Por Marcelo Torres Cofiño

Una cosa es optimista, otra muy diferente es perder la capacidad de reconocer la realidad. Como todos los mexicanos yo también quisiera que la curva de contagios de Coivd-19 disminuyera; que la economía se recuperara de su estrepitosa caída, que los empleos se recuperaran; que disminuyera de manera sustentable la desigualdad y; que se terminaran la inseguridad y la violencia que reinan en el país.

Pero, siendo realistas, eso no va a ocurrir. De hecho, las probabilidades indican que la situación va a empeorar. Por supuesto que no hay motivo alguno para festejar. Lo digo con toda honestidad: ojalá y el sexenio estuviera siendo uno muy distinto. Qué bueno sería que en lugar de buscar atacarnos virulentamente con sus hordas de bots en las redes sociales, nos callaran a punta de buenos resultados. Pero llevan 18 meses culpando al pasado, al tiempo que destrozan las muchas cosas buenas que sí había.

Revertir el desastre nos tomará varios años. Pero, por ahora, debemos concentrarnos en el 2021. Del resultado de la elección de diputados federales del próximo año depende el destino del país. Con un mandatario que cada día da mayores muestras de irracionalidad, urge un Congreso que haga ejercicio responsable de su autonomía como Poder. Se necesitan diputados federales dispuestos a tomar decisiones sensatas, toda vez que el presidente se niega a hacerlo.

Ahí yo sí soy optimista. Confío en que el año que viene se ganaran las suficientes diputaciones federales como para impedir que México siga siendo manejado a capricho de un hombre claramente desequilibrado. Además, mantengo la esperanza de que, las victorias electorales que se obtengan estarán impulsadas por un voto bien razonado, emitido por una ciudadanía que se da cuenta de que no es por el camino del líder mesiánico que nuestro país va a prosperar.

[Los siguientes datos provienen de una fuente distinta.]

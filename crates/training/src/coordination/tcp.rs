use std::{
    io::{Read, Write},
    net::{TcpListener, TcpStream},
    thread,
    time::{Duration, Instant},
};

use bytes::{Buf, BufMut, BytesMut};
use log::{debug, info};

use super::ProcessGroup;
use crate::TrainingError;

const MSG_HELLO: u32 = 1;
const MSG_BARRIER: u32 = 2;
const MSG_RELEASE: u32 = 3;
const MSG_REDUCE: u32 = 4;
const MSG_RESULT: u32 = 5;
const MSG_SHUTDOWN: u32 = 6;

const CONNECT_TIMEOUT: Duration = Duration::from_secs(120);
const CONNECT_RETRY: Duration = Duration::from_millis(100);

/// Star-topology group over TCP: rank 0 accepts one stream per follower and
/// drives every collective.
pub struct TcpGroup {
    rank: usize,
    world_size: usize,
    role: Role,
    torn_down: bool,
}

enum Role {
    /// Follower streams indexed by `rank - 1`.
    Leader(Vec<TcpStream>),
    Follower(TcpStream),
}

impl TcpGroup {
    pub fn connect(rank: usize, world_size: usize, addr: &str) -> Result<Self, TrainingError> {
        if rank >= world_size {
            return Err(TrainingError::coordination(format!(
                "rank {rank} is outside world size {world_size}"
            )));
        }
        let role = if rank == 0 {
            Role::Leader(accept_followers(addr, world_size)?)
        } else {
            Role::Follower(connect_to_leader(addr, rank)?)
        };
        info!("rank {rank} of {world_size} joined worker group at {addr}");
        Ok(Self {
            rank,
            world_size,
            role,
            torn_down: false,
        })
    }

    fn ensure_live(&self) -> Result<(), TrainingError> {
        if self.torn_down {
            return Err(TrainingError::coordination("collective called after teardown"));
        }
        Ok(())
    }
}

fn accept_followers(addr: &str, world_size: usize) -> Result<Vec<TcpStream>, TrainingError> {
    let listener = TcpListener::bind(addr)
        .map_err(|err| TrainingError::coordination(format!("bind {addr}: {err}")))?;
    let mut slots: Vec<Option<TcpStream>> = (1..world_size).map(|_| None).collect();
    for _ in 1..world_size {
        let (mut stream, peer) = listener
            .accept()
            .map_err(|err| TrainingError::coordination(format!("accept on {addr}: {err}")))?;
        stream.set_nodelay(true)?;
        let (kind, payload) = recv_frame(&mut stream)?;
        if kind != MSG_HELLO || payload.len() != 1 {
            return Err(TrainingError::coordination(format!(
                "unexpected handshake from {peer}"
            )));
        }
        let rank = payload[0] as usize;
        let slot = rank
            .checked_sub(1)
            .and_then(|index| slots.get_mut(index))
            .ok_or_else(|| {
                TrainingError::coordination(format!("peer {peer} announced invalid rank {rank}"))
            })?;
        if slot.is_some() {
            return Err(TrainingError::coordination(format!(
                "rank {rank} joined the group twice"
            )));
        }
        debug!("rank {rank} connected from {peer}");
        *slot = Some(stream);
    }
    Ok(slots.into_iter().flatten().collect())
}

fn connect_to_leader(addr: &str, rank: usize) -> Result<TcpStream, TrainingError> {
    let deadline = Instant::now() + CONNECT_TIMEOUT;
    let mut stream = loop {
        match TcpStream::connect(addr) {
            Ok(stream) => break stream,
            Err(err) if Instant::now() < deadline => {
                debug!("rank {rank} waiting for leader at {addr}: {err}");
                thread::sleep(CONNECT_RETRY);
            }
            Err(err) => {
                return Err(TrainingError::coordination(format!(
                    "rank {rank} could not reach leader at {addr}: {err}"
                )))
            }
        }
    };
    stream.set_nodelay(true)?;
    send_frame(&mut stream, MSG_HELLO, &[rank as f32])?;
    Ok(stream)
}

/// `kind: u32 LE`, `len: u64 LE`, then `len` floats in host byte order.
const HEADER_LEN: usize = 12;

fn send_frame<W: Write>(stream: &mut W, kind: u32, data: &[f32]) -> Result<(), TrainingError> {
    let payload: &[u8] = bytemuck::cast_slice(data);
    let mut buf = BytesMut::with_capacity(HEADER_LEN + payload.len());
    buf.put_u32_le(kind);
    buf.put_u64_le(data.len() as u64);
    buf.put_slice(payload);
    stream
        .write_all(&buf)
        .and_then(|_| stream.flush())
        .map_err(|err| TrainingError::coordination(format!("send to peer: {err}")))
}

fn recv_frame<R: Read>(stream: &mut R) -> Result<(u32, Vec<f32>), TrainingError> {
    let mut header = [0u8; HEADER_LEN];
    stream
        .read_exact(&mut header)
        .map_err(|err| TrainingError::coordination(format!("receive from peer: {err}")))?;
    let mut header = &header[..];
    let kind = header.get_u32_le();
    let len = usize::try_from(header.get_u64_le())
        .ok()
        .and_then(|len| len.checked_mul(std::mem::size_of::<f32>()))
        .ok_or_else(|| TrainingError::coordination("peer sent an oversized frame"))?;

    let mut payload = vec![0u8; len];
    stream
        .read_exact(&mut payload)
        .map_err(|err| TrainingError::coordination(format!("receive from peer: {err}")))?;
    Ok((kind, bytemuck::pod_collect_to_vec::<u8, f32>(&payload)))
}

fn expect_frame(stream: &mut TcpStream, expected: u32) -> Result<Vec<f32>, TrainingError> {
    let (kind, data) = recv_frame(stream)?;
    if kind != expected {
        return Err(TrainingError::coordination(format!(
            "expected message {expected}, received {kind}; workers disagree on collective order"
        )));
    }
    Ok(data)
}

impl ProcessGroup for TcpGroup {
    fn rank(&self) -> usize {
        self.rank
    }

    fn world_size(&self) -> usize {
        self.world_size
    }

    fn barrier(&mut self) -> Result<(), TrainingError> {
        self.ensure_live()?;
        match &mut self.role {
            Role::Leader(followers) => {
                for stream in followers.iter_mut() {
                    expect_frame(stream, MSG_BARRIER)?;
                }
                for stream in followers.iter_mut() {
                    send_frame(stream, MSG_RELEASE, &[])?;
                }
            }
            Role::Follower(stream) => {
                send_frame(stream, MSG_BARRIER, &[])?;
                expect_frame(stream, MSG_RELEASE)?;
            }
        }
        Ok(())
    }

    fn all_reduce_mean(&mut self, data: &mut [f32]) -> Result<(), TrainingError> {
        self.ensure_live()?;
        let world_size = self.world_size;
        match &mut self.role {
            Role::Leader(followers) => {
                let mut total = data.to_vec();
                for stream in followers.iter_mut() {
                    let part = expect_frame(stream, MSG_REDUCE)?;
                    if part.len() != total.len() {
                        return Err(TrainingError::coordination(format!(
                            "collective length mismatch ({} vs {})",
                            total.len(),
                            part.len()
                        )));
                    }
                    for (acc, value) in total.iter_mut().zip(part) {
                        *acc += value;
                    }
                }
                let scale = 1.0 / world_size as f32;
                for value in &mut total {
                    *value *= scale;
                }
                for stream in followers.iter_mut() {
                    send_frame(stream, MSG_RESULT, &total)?;
                }
                data.copy_from_slice(&total);
            }
            Role::Follower(stream) => {
                send_frame(stream, MSG_REDUCE, data)?;
                let result = expect_frame(stream, MSG_RESULT)?;
                if result.len() != data.len() {
                    return Err(TrainingError::coordination(
                        "collective returned a buffer of unexpected length",
                    ));
                }
                data.copy_from_slice(&result);
            }
        }
        Ok(())
    }

    fn teardown(&mut self) -> Result<(), TrainingError> {
        if self.torn_down {
            return Ok(());
        }
        match &mut self.role {
            Role::Leader(followers) => {
                for stream in followers.iter_mut() {
                    expect_frame(stream, MSG_SHUTDOWN)?;
                }
                for stream in followers.iter_mut() {
                    send_frame(stream, MSG_SHUTDOWN, &[])?;
                }
            }
            Role::Follower(stream) => {
                send_frame(stream, MSG_SHUTDOWN, &[])?;
                expect_frame(stream, MSG_SHUTDOWN)?;
            }
        }
        self.torn_down = true;
        debug!("rank {} left the worker group", self.rank);
        Ok(())
    }
}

Estoy optimista porque en medio de estas circunstancias tan adversas, son muchos los que están creando conciencia de la importancia vital del Estado de derecho y de la fortaleza institucional. Y son muchos los que cada día reconocen que el mayor peligro está en hacer de México el país de un solo hombre, sobre todo, si ese hombre se desquicia.